Photo credit: Bruce Ham
In a moment, everything can change
2009. That's the year that everything changed for Bruce Ham and his family. Before that, Ham was the self-admitted "fun dad" who would come home from work and wrestle on the floor with his girls. Meanwhile his wife Lisa took care of 100 percent of the logistics of their daughters' lives. Ham says, "Lisa was the glue. She knew every activity that was going on. She planned the parties and told me to pick up the cake. She was the CEO of the household."
But in 2009, after several years of unexplained stomach pain, a colonoscopy showed that Lisa had a very large tumor in her colon. Even so, she still remained SuperMom and handled the girls' day-to-day needs. Meanwhile, Ham's boss had given him a journal to help him work through the pain. "I had never written anything in my life," he admits. But he did it anyway — chronicling the experience day by day in the waiting rooms of hospitals.
Life without Lisa
In February 2010, less than six months after her diagnosis, Lisa, Ham's wife of 16 years and the mother of his three daughters who were then on the horizon of tween- and teenage-hood, passed away. About a month before, Lisa's younger brother Hayes Permar had relocated and was living with the Ham family to help out. He continued living with Bruce and the girls for about two and a half years after Lisa's passing.
Ham says, "About eight months after Lisa died, Hayes and I found the girls on my bed watching reruns of Full House. We realized 'this is our life.' We are the real-life Danny Tanner and Uncle Jesse." Hayes, a writer, suggested Bruce create a blog. "He started it for me and wrote it with me for about eight months," he says.
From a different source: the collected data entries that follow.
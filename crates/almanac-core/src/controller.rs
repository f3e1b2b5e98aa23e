use std::str::FromStr;

use anyhow::anyhow;
use chrono::NaiveDate;
use tracing::{debug, info, warn};

use crate::dates;
use crate::edit::EditSession;
use crate::error::{Invalid, TaskError};
use crate::kv::KeyValueStore;
use crate::locale::{Locale, Message};
use crate::navigator::CalendarNavigator;
use crate::projector::{self, CalendarModel};
use crate::store::{Committed, TaskStore};
use crate::task::TaskId;

#[derive(Debug, Clone, Copy, PartialEq, Eq, Default)]
pub enum ViewMode {
    #[default]
    List,
    Calendar,
}

impl FromStr for ViewMode {
    type Err = anyhow::Error;

    fn from_str(s: &str) -> Result<Self, Self::Err> {
        match s.trim().to_ascii_lowercase().as_str() {
            "list" => Ok(Self::List),
            "calendar" => Ok(Self::Calendar),
            other => Err(anyhow!("unknown view: {other}")),
        }
    }
}

/// One user action. Dates arrive as raw `YYYY-MM-DD` input.
#[derive(Debug, Clone, PartialEq, Eq)]
pub enum Command {
    AddTask { text: String, date: String },
    DeleteTask { id: TaskId },
    BeginEdit { id: TaskId },
    CommitEdit { text: String, date: String },
    CancelEdit,
    NavigateMonth { delta: i64 },
    SwitchView { view: ViewMode },
    SetCompleted { id: TaskId, completed: bool },
}

/// Yes/no gate consulted before a delete.
pub trait ConfirmGate {
    fn confirm(&mut self, message: &str) -> bool;
}

/// Receives validation and persistence feedback meant for the user.
pub trait NotificationSink {
    fn notify(&mut self, message: &str);
}

impl NotificationSink for Vec<String> {
    fn notify(&mut self, message: &str) {
        self.push(message.to_string());
    }
}

#[derive(Debug, Clone, PartialEq, Eq)]
pub enum Outcome {
    Applied,
    /// Applied in memory but the write failed.
    Unsaved(TaskError),
    /// The confirmation gate said no.
    Declined,
    Rejected(TaskError),
}

#[derive(Debug, Clone, PartialEq, Eq)]
pub struct ListRow {
    pub id: TaskId,
    pub text: String,
    pub date: NaiveDate,
    pub date_label: String,
    pub completed: bool,
}

#[derive(Debug, Clone, PartialEq, Eq)]
pub struct CalendarView {
    pub title: String,
    pub weekday_labels: [&'static str; 7],
    pub model: CalendarModel,
}

/// Render-ready projection of the current view.
#[derive(Debug, Clone, PartialEq, Eq)]
pub enum ViewModel {
    List(Vec<ListRow>),
    Calendar(CalendarView),
}

#[derive(Debug, Clone, PartialEq, Eq)]
pub struct Dispatched {
    pub outcome: Outcome,
    pub view: ViewModel,
}

/// Owns every piece of mutable state and routes commands to it.
#[derive(Debug)]
pub struct App<S> {
    store: TaskStore<S>,
    edit: EditSession,
    navigator: CalendarNavigator,
    view: ViewMode,
    locale: Locale,
    today: NaiveDate,
}

impl<S: KeyValueStore> App<S> {
    pub fn new(store: TaskStore<S>, navigator: CalendarNavigator, view: ViewMode, locale: Locale) -> Self {
        Self {
            store,
            edit: EditSession::new(),
            navigator,
            view,
            locale,
            today: dates::today(),
        }
    }

    /// Pins "today" for the calendar highlight.
    pub fn with_today(mut self, today: NaiveDate) -> Self {
        self.today = today;
        self
    }

    #[tracing::instrument(skip(self, gate, sink))]
    pub fn dispatch(
        &mut self,
        command: Command,
        gate: &mut dyn ConfirmGate,
        sink: &mut dyn NotificationSink,
    ) -> Dispatched {
        let outcome = match command {
            Command::AddTask { text, date } => {
                let result = self.store.create(&text, parse_input_date(&date));
                self.settle(result, sink)
            }
            Command::DeleteTask { id } => self.delete(&id, gate, sink),
            Command::BeginEdit { id } => {
                let begun = self.edit.begin(&self.store, &id).map(|_| ());
                match begun {
                    Ok(()) => Outcome::Applied,
                    Err(err) => self.reject(err, sink),
                }
            }
            Command::CommitEdit { text, date } => {
                let result = self.edit.commit(&mut self.store, &text, parse_input_date(&date));
                self.settle(result, sink)
            }
            Command::CancelEdit => {
                self.edit.cancel();
                Outcome::Applied
            }
            Command::NavigateMonth { delta } => {
                self.navigator.shift_by(delta);
                Outcome::Applied
            }
            Command::SwitchView { view } => {
                info!(?view, "switching view");
                self.view = view;
                Outcome::Applied
            }
            Command::SetCompleted { id, completed } => {
                let result = self.store.set_completed(&id, completed);
                self.settle(result, sink)
            }
        };

        debug!(?outcome, "command handled");
        Dispatched {
            outcome,
            view: self.render_model(),
        }
    }

    /// Projects the current view from the store.
    pub fn render_model(&self) -> ViewModel {
        match self.view {
            ViewMode::List => ViewModel::List(
                projector::project_list(self.store.all())
                    .into_iter()
                    .map(|task| ListRow {
                        id: task.id.clone(),
                        text: task.text.clone(),
                        date: task.date,
                        date_label: dates::format_display(task.date, self.locale),
                        completed: task.completed,
                    })
                    .collect(),
            ),
            ViewMode::Calendar => {
                let cursor = self.navigator.cursor();
                ViewModel::Calendar(CalendarView {
                    title: dates::month_title(cursor.year, cursor.month, self.locale),
                    weekday_labels: dates::weekday_labels(self.locale),
                    model: projector::project_calendar(cursor, self.store.all(), self.today),
                })
            }
        }
    }

    pub fn store(&self) -> &TaskStore<S> {
        &self.store
    }

    pub fn edit(&self) -> &EditSession {
        &self.edit
    }

    pub fn navigator(&self) -> &CalendarNavigator {
        &self.navigator
    }

    pub fn view(&self) -> ViewMode {
        self.view
    }

    pub fn locale(&self) -> Locale {
        self.locale
    }

    fn delete(&mut self, id: &TaskId, gate: &mut dyn ConfirmGate, sink: &mut dyn NotificationSink) -> Outcome {
        if self.store.find_by_id(id).is_none() {
            return self.reject(TaskError::NotFound(id.to_string()), sink);
        }
        if !gate.confirm(self.locale.message(Message::ConfirmDelete)) {
            debug!(id = %id, "delete declined");
            return Outcome::Declined;
        }

        if self.edit.target_id() == Some(id) {
            self.edit.cancel();
        }
        let committed = self.store.delete(id);
        self.settle(Ok(committed), sink)
    }

    fn settle<T>(&self, result: Result<Committed<T>, TaskError>, sink: &mut dyn NotificationSink) -> Outcome {
        match result {
            Ok(Committed { persist_error: None, .. }) => Outcome::Applied,
            Ok(Committed { persist_error: Some(err), .. }) => {
                warn!(error = %err, "change kept in memory only");
                sink.notify(self.locale.message(Message::SaveFailed));
                Outcome::Unsaved(err)
            }
            Err(err) => self.reject(err, sink),
        }
    }

    fn reject(&self, err: TaskError, sink: &mut dyn NotificationSink) -> Outcome {
        let message = match &err {
            TaskError::ValidationFailed(Invalid::EmptyText) => Message::EmptyText,
            TaskError::ValidationFailed(Invalid::MissingDate) => Message::MissingDate,
            TaskError::NotFound(_) => Message::NotFound,
            TaskError::NoActiveEdit => Message::NoActiveEdit,
            TaskError::PersistenceWriteFailed(_) | TaskError::PersistenceReadCorrupt(_) => {
                Message::SaveFailed
            }
        };
        debug!(error = %err, "command rejected");
        sink.notify(self.locale.message(message));
        Outcome::Rejected(err)
    }
}

/// Blank or malformed input both count as a missing date.
fn parse_input_date(raw: &str) -> Option<NaiveDate> {
    if raw.trim().is_empty() {
        return None;
    }
    dates::parse_date_key(raw)
}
Meanwhile, Ham had to learn everything about being a mom to his daughters as well as being the "fun dad." "I hadn't really been involved in the logistics of the day-to-day. I didn't know anything about braiding hair, periods, shaving legs, planning parties and having sleepovers. Lisa would have handled all that. I didn't even know how to log onto the school's website."
Becoming SuperDad
Ham recalls an "aha moment" that helped him engage in his daughters' lives in a way he never knew he could. "Bailey and I were shopping together so while she browsed around I sat down in a chair to wait for her. I began looking around and watching all these girls shopping with their moms." Ham realized he had to be there for his daughters in a whole new way. "I got up and started shopping with her. I even picked out a skirt that became one of her favorites," he says proudly. And that gave him the confidence to start tackling other tasks that were once designated to Lisa.
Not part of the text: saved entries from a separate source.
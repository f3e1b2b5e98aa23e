use chrono::NaiveDate;
use tracing::{debug, info};

use crate::error::TaskError;
use crate::kv::KeyValueStore;
use crate::store::{Committed, TaskStore};
use crate::task::{Task, TaskId, validate};

/// Draft fields of the task being edited.
#[derive(Debug, Clone, PartialEq, Eq)]
pub struct EditDraft {
    pub target_id: TaskId,
    pub draft_text: String,
    pub draft_date: NaiveDate,
}

/// Tracks at most one in-progress edit.
#[derive(Debug, Clone, Default, PartialEq, Eq)]
pub struct EditSession {
    active: Option<EditDraft>,
}

impl EditSession {
    pub fn new() -> Self {
        Self::default()
    }

    /// Starts editing `id`, replacing any draft already open.
    #[tracing::instrument(skip(self, store))]
    pub fn begin<S: KeyValueStore>(
        &mut self,
        store: &TaskStore<S>,
        id: &TaskId,
    ) -> Result<&EditDraft, TaskError> {
        let task = store
            .find_by_id(id)
            .ok_or_else(|| TaskError::NotFound(id.to_string()))?;

        if let Some(previous) = &self.active {
            debug!(previous = %previous.target_id, "replacing open edit");
        }

        Ok(self.active.insert(EditDraft {
            target_id: task.id.clone(),
            draft_text: task.text.clone(),
            draft_date: task.date,
        }))
    }

    /// Applies the edited fields through `TaskStore::update`.
    ///
    /// Invalid input keeps the session open so the caller can retry. Any
    /// other outcome, including a vanished target, closes it.
    #[tracing::instrument(skip(self, store, text))]
    pub fn commit<S: KeyValueStore>(
        &mut self,
        store: &mut TaskStore<S>,
        text: &str,
        date: Option<NaiveDate>,
    ) -> Result<Committed<Task>, TaskError> {
        let Some(draft) = self.active.as_mut() else {
            return Err(TaskError::NoActiveEdit);
        };

        if let Err(err) = validate(text, date) {
            draft.draft_text = text.to_string();
            if let Some(date) = date {
                draft.draft_date = date;
            }
            debug!(error = %err, "edit rejected; session stays open");
            return Err(err);
        }

        let target = draft.target_id.clone();
        self.active = None;
        let outcome = store.update(&target, text, date);
        info!(id = %target, ok = outcome.is_ok(), "edit committed");
        outcome
    }

    pub fn cancel(&mut self) {
        if let Some(draft) = self.active.take() {
            debug!(id = %draft.target_id, "edit cancelled");
        }
    }

    pub fn is_active(&self) -> bool {
        self.active.is_some()
    }

    pub fn target_id(&self) -> Option<&TaskId> {
        self.active.as_ref().map(|draft| &draft.target_id)
    }

    pub fn draft(&self) -> Option<&EditDraft> {
        self.active.as_ref()
    }
}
As life without their beloved wife and mother went on, Ham and his daughters began to find a new normal, one where they could fart or burp at the dinner table (something Lisa "never would have let them get away with"). Through his writing, Ham found a way to not only create a memoir for his daughters about their mother, but to also share his experience with the world.
Ham's blog inspired him to write a book, Laughter, Tears and Braids, which explores the relationship he and Lisa had before her death. "My writing teacher told me that people won't care what you've lost if they don't realize what you had," he shares. "Hayes suggested writing it for those beyond my daughters." They realized the book could resonate with others who have experienced loss or pain in some way — perhaps not a wife to sickness, but divorce, depression or other tough times.
Finding the laughter
Though Ham's brother-in-law Hayes is responsible for giving Ham the nudge he needed when it came to writing a blog as well as a book, Ham also credits him for something larger. "Before Lisa's death, we had a really fun house. There was lots of laughter and dancing. I wasn't sure that humor would ever return but it has in a way, and Hayes is responsible for that." Though Hayes has since moved out, he still lives in the same town and often helps out with the girls, as he's become something of their big brother.
And Ham has become not only the father but the mother that he never imagined he would be. He says, "The one beautiful thing that has come out of this is that I am such a better father than I could have been before. And I have such a richer relationship with my daughters than I ever had before."
So Father's Day for Ham has become a celebration of the closeness he shares with his girls. On this day, he loves to spend quality time with each of his daughters doing the things they love. "We all love to go out for dinner. My youngest and I go jogging together, my oldest and I shop together and my middle daughter and I watch movies. Even if we don't go anywhere at all, spending time together is what it's all about."